(Collection entries)
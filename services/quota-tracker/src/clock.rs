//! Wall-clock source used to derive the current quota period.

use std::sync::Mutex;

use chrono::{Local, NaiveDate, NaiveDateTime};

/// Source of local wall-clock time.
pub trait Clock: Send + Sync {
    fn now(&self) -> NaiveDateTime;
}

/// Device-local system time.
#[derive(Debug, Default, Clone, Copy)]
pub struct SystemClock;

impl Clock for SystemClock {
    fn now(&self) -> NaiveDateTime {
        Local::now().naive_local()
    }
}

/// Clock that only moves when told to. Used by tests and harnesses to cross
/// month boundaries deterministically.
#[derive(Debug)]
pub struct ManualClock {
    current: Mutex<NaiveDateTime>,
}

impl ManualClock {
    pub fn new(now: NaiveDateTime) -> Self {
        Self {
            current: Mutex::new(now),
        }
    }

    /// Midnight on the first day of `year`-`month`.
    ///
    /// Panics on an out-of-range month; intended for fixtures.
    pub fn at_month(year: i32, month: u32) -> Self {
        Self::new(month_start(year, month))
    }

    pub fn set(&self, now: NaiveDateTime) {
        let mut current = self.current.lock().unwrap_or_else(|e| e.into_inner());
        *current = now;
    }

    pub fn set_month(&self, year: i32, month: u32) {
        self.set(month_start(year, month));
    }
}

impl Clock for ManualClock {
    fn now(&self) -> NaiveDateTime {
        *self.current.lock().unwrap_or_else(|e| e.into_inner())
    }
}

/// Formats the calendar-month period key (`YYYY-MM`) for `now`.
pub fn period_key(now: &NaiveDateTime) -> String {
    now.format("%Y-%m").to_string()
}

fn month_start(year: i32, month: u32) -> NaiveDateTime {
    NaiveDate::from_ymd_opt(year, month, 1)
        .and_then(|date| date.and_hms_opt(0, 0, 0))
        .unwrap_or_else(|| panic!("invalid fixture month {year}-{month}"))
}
...
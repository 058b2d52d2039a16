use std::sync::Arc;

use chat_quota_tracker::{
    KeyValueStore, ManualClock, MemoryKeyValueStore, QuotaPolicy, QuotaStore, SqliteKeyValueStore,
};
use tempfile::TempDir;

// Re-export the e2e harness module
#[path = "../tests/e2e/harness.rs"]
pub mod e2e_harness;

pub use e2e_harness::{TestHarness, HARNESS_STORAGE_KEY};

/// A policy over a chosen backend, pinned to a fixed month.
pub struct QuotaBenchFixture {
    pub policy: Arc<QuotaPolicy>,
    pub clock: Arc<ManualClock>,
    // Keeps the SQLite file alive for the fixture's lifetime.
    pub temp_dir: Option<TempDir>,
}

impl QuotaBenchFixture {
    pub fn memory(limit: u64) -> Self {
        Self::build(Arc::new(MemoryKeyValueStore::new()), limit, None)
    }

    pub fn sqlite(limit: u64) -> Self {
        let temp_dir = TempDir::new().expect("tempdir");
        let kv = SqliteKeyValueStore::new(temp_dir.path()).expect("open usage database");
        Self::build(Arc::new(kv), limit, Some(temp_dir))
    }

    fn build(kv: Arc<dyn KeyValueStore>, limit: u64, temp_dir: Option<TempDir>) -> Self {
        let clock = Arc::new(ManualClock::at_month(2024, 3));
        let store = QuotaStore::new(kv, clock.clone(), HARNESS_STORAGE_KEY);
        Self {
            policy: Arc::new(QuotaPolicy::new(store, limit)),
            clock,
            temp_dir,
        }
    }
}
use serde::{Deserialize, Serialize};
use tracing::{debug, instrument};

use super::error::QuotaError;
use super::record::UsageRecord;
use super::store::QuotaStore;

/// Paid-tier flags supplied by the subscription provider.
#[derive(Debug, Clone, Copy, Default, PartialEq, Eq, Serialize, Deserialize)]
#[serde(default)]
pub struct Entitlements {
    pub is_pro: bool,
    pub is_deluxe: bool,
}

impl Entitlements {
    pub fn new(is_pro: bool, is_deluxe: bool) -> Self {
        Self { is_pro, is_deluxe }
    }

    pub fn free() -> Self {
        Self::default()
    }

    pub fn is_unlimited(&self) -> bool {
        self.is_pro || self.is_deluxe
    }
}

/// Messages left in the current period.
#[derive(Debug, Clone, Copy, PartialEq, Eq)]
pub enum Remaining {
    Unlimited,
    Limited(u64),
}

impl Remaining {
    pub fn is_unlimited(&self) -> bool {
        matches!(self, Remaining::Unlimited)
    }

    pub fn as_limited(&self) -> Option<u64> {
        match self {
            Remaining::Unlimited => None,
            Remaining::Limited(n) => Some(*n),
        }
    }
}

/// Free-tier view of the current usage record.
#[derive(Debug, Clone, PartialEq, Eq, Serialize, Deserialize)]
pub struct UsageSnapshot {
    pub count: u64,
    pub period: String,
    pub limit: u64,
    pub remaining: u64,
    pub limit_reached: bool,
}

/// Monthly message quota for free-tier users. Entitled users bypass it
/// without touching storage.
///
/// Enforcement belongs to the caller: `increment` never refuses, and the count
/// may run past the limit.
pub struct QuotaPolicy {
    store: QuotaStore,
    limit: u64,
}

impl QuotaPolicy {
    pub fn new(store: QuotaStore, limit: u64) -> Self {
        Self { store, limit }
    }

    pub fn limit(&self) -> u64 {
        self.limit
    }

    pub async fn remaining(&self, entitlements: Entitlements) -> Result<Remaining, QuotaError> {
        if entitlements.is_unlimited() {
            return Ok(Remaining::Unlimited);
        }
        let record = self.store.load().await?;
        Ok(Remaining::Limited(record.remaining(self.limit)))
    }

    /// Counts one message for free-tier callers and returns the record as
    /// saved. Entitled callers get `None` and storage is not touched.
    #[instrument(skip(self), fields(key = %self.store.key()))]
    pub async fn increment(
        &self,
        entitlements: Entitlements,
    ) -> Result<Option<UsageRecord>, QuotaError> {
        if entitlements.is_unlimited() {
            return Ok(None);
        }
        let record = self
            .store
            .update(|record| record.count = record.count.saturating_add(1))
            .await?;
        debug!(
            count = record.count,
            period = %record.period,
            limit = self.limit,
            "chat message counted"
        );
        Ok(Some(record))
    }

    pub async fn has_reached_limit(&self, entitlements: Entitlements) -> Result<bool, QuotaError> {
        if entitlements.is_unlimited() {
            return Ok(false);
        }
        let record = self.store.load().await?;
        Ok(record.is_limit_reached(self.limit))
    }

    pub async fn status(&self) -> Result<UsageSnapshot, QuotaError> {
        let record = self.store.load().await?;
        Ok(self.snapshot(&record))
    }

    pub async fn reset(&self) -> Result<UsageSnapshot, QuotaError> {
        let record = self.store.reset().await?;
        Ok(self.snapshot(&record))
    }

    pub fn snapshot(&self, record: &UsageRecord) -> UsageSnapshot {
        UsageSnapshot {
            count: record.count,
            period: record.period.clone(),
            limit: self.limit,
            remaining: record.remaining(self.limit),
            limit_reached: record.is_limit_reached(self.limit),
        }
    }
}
...
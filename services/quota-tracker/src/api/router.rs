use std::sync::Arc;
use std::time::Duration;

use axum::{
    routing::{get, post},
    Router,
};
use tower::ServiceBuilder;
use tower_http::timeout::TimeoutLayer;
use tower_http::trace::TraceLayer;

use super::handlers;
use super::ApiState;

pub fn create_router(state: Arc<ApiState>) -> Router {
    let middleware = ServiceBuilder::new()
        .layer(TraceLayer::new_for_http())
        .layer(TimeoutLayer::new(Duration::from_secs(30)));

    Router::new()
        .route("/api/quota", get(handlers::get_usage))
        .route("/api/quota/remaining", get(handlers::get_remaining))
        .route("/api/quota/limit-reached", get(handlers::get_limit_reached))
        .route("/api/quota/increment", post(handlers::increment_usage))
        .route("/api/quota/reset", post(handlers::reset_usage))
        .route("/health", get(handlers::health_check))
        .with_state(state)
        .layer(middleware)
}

_Try it_: Each line of the data that contains "serde" belongs in the answer.

_Answer to the exercise_:
use serde::{Deserialize, Serialize};
#[serde(default)]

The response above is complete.